Exercise details: The answer must be every line below that holds the word "OutForDelivery".

Records provided:
=== Begin Enclosure ===

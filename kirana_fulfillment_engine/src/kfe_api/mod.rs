//! # Fulfilment engine public API
//!
//! The `kfe_api` module exposes the programmatic API for the fulfilment engine. The API is
//! modular, so that clients can pick and choose the functionality they want: an HTTP layer
//! serving consumers might only construct a [`pantry_flow_api::PantryFlowApi`] and a
//! [`notification_api::NotificationApi`], while the shopkeeper-facing service also holds an
//! [`order_flow_api::OrderFlowApi`].
//!
//! * [`order_flow_api`] drives orders through their lifecycle: placement (with stock
//!   reservation), status advancement, and compensating deletion.
//! * [`pantry_flow_api`] drives pantry items around the refill ring: consumption tracking,
//!   refill requests, and shopkeeper-side status advancement.
//! * [`notification_api`] is the recipient-facing read side of the notification store.
//!
//! # API usage
//!
//! The pattern for all the APIs is the same. An API instance is created by supplying a
//! database backend that implements the traits the API requires, plus (for the flow APIs) the
//! producer ends of the event channels:
//!
//! ```rust,ignore
//! use kirana_fulfillment_engine::{create_dispatch_handlers, OrderFlowApi, SqliteDatabase};
//! let db = SqliteDatabase::new(25).await?;
//! let handlers = create_dispatch_handlers(db.clone(), notifier);
//! let api = OrderFlowApi::new(db, handlers.producers());
//! handlers.start_handlers().await;
//! let order = api.place_order(new_order).await?;
//! ```
pub mod notification_api;
pub mod order_flow_api;
pub mod pantry_flow_api;
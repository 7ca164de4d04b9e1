use std::fmt::Debug;

use log::*;

use crate::{
    db_types::{NewPantryItem, PantryItem, RefillStatusType},
    events::{EventProducers, RefillRequestedEvent, RefillStatusChangedEvent},
    traits::{FulfillmentDatabase, FulfillmentError, PantryManagement},
};

/// `PantryFlowApi` drives pantry items around the refill ring: consumption tracking on the
/// consumer side, refill requests, and status advancement on the shopkeeper side.
pub struct PantryFlowApi<B> {
    db: B,
    producers: EventProducers,
}

impl<B> Debug for PantryFlowApi<B> {
    fn fmt(&self, f: &mut std::fmt::Formatter<'_>) -> std::fmt::Result {
        write!(f, "PantryFlowApi")
    }
}

impl<B> PantryFlowApi<B> {
    pub fn new(db: B, producers: EventProducers) -> Self {
        Self { db, producers }
    }
}

impl<B> PantryFlowApi<B>
where B: PantryManagement + FulfillmentDatabase
{
    /// Adds an item to a consumer's pantry. One item per (user, shop, product) triple; a
    /// duplicate fails with [`FulfillmentError::DuplicatePantryItem`].
    pub async fn add_pantry_item(&self, item: NewPantryItem) -> Result<PantryItem, FulfillmentError> {
        if item.quantity_per_pack <= 0 {
            return Err(FulfillmentError::ValidationError("Pack size must be positive".to_string()));
        }
        if item.packs_owned < 0 || item.refill_threshold < 0 {
            return Err(FulfillmentError::ValidationError(
                "Pack counts and the refill threshold cannot be negative".to_string(),
            ));
        }
        let item = self.db.add_pantry_item(item).await?;
        debug!("🧺️ Pantry item {} added for user {}", item.id, item.user_id);
        Ok(item)
    }

    /// Records a consumption update for a pantry item.
    ///
    /// Sets `current_packs` and applies the automatic status adjustment (`Stocked -> Low` at
    /// or below the threshold; a `Low` item corrected back above the threshold returns to
    /// `Stocked`). No notification is emitted - consumption is informational and surfaced via
    /// client polling.
    pub async fn record_consumption(&self, item_id: i64, current_packs: i64) -> Result<PantryItem, FulfillmentError> {
        if current_packs < 0 {
            return Err(FulfillmentError::ValidationError("Pack count cannot be negative".to_string()));
        }
        let item =
            self.db.fetch_pantry_item(item_id).await?.ok_or(FulfillmentError::PantryItemNotFound(item_id))?;
        if current_packs > item.packs_owned {
            return Err(FulfillmentError::ValidationError(format!(
                "Pack count {current_packs} cannot exceed the {} packs owned",
                item.packs_owned
            )));
        }
        let updated = self
            .db
            .record_consumption(item_id, current_packs)
            .await?
            .ok_or(FulfillmentError::PantryItemNotFound(item_id))?;
        trace!("🧺️ Pantry item {} now at {} packs ({})", updated.id, updated.current_packs, updated.status);
        Ok(updated)
    }

    /// Requests a refill for a pantry item.
    ///
    /// Legal from `Stocked` or `Low`. The [`RefillRequestedEvent`] sent to the shop owner
    /// carries the consumer identity, product name and remaining-pack count as captured by the
    /// guarded update, not a later re-read, so concurrent consumption updates cannot skew the
    /// request.
    pub async fn request_refill(&self, item_id: i64) -> Result<PantryItem, FulfillmentError> {
        let item = match self.db.mark_refill_requested(item_id).await? {
            Some(item) => item,
            None => {
                let fresh = self
                    .db
                    .fetch_pantry_item(item_id)
                    .await?
                    .ok_or(FulfillmentError::PantryItemNotFound(item_id))?;
                return Err(FulfillmentError::InvalidRefillTransition {
                    from: fresh.status,
                    to: RefillStatusType::RefillRequested,
                });
            },
        };
        debug!("🧺️ Refill requested for pantry item {} ({} packs remaining)", item.id, item.current_packs);
        let customer =
            self.db.fetch_user(item.user_id).await?.ok_or(FulfillmentError::CustomerNotFound(item.user_id))?;
        let shop = self.db.fetch_shop(item.shop_id).await?.ok_or(FulfillmentError::ShopNotFound(item.shop_id))?;
        for emitter in &self.producers.refill_requested_producer {
            let event = RefillRequestedEvent::new(item.clone(), customer.clone(), shop.clone());
            emitter.publish_event(event).await;
        }
        Ok(item)
    }

    /// Advances a refill along the ring: `Confirmed`, `OutForDelivery` or `Delivered`.
    ///
    /// Each target requires the item to currently sit at its predecessor; anything else fails
    /// with [`FulfillmentError::InvalidRefillTransition`]. Delivery closes the cycle: the
    /// stored status wraps back to `Stocked`, `current_packs` resets to `packs_owned` and
    /// `last_refilled` is stamped. The consumer is notified through the
    /// [`RefillStatusChangedEvent`] hook with a template for the requested stage.
    pub async fn advance_refill_status(
        &self,
        item_id: i64,
        new_status: RefillStatusType,
    ) -> Result<PantryItem, FulfillmentError> {
        if !matches!(
            new_status,
            RefillStatusType::Confirmed | RefillStatusType::OutForDelivery | RefillStatusType::Delivered
        ) {
            return Err(FulfillmentError::ValidationError(format!(
                "{new_status} is not a shopkeeper-driven refill stage"
            )));
        }
        let item =
            self.db.fetch_pantry_item(item_id).await?.ok_or(FulfillmentError::PantryItemNotFound(item_id))?;
        if !item.status.can_transition_to(new_status) {
            return Err(FulfillmentError::InvalidRefillTransition { from: item.status, to: new_status });
        }
        let updated = match self.db.advance_refill_status(item_id, item.status, new_status).await? {
            Some(item) => item,
            None => {
                let fresh = self
                    .db
                    .fetch_pantry_item(item_id)
                    .await?
                    .ok_or(FulfillmentError::PantryItemNotFound(item_id))?;
                return Err(FulfillmentError::InvalidRefillTransition { from: fresh.status, to: new_status });
            },
        };
        debug!("🧺️ Pantry item {} advanced to {new_status} (stored status {})", updated.id, updated.status);
        let shop =
            self.db.fetch_shop(updated.shop_id).await?.ok_or(FulfillmentError::ShopNotFound(updated.shop_id))?;
        for emitter in &self.producers.refill_status_changed_producer {
            let event = RefillStatusChangedEvent::new(updated.clone(), new_status, shop.clone());
            emitter.publish_event(event).await;
        }
        Ok(updated)
    }

    pub async fn item_by_id(&self, item_id: i64) -> Result<Option<PantryItem>, FulfillmentError> {
        self.db.fetch_pantry_item(item_id).await
    }

    pub async fn pantry_for_user(&self, user_id: i64) -> Result<Vec<PantryItem>, FulfillmentError> {
        self.db.pantry_for_user(user_id).await
    }

    /// The shopkeeper's worklist: refills requested, confirmed or out for delivery.
    pub async fn refill_requests_for_shop(&self, shop_id: i64) -> Result<Vec<PantryItem>, FulfillmentError> {
        self.db.refill_requests_for_shop(shop_id).await
    }

    pub async fn remove_pantry_item(&self, item_id: i64) -> Result<(), FulfillmentError> {
        self.db.remove_pantry_item(item_id).await
    }

    pub fn db(&self) -> &B {
        &self.db
    }

    pub fn db_mut(&mut self) -> &mut B {
        &mut self.db
    }
}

=== End Enclosure ===

Task result:
    /// Advances a refill along the ring: `Confirmed`, `OutForDelivery` or `Delivered`.
            RefillStatusType::Confirmed | RefillStatusType::OutForDelivery | RefillStatusType::Delivered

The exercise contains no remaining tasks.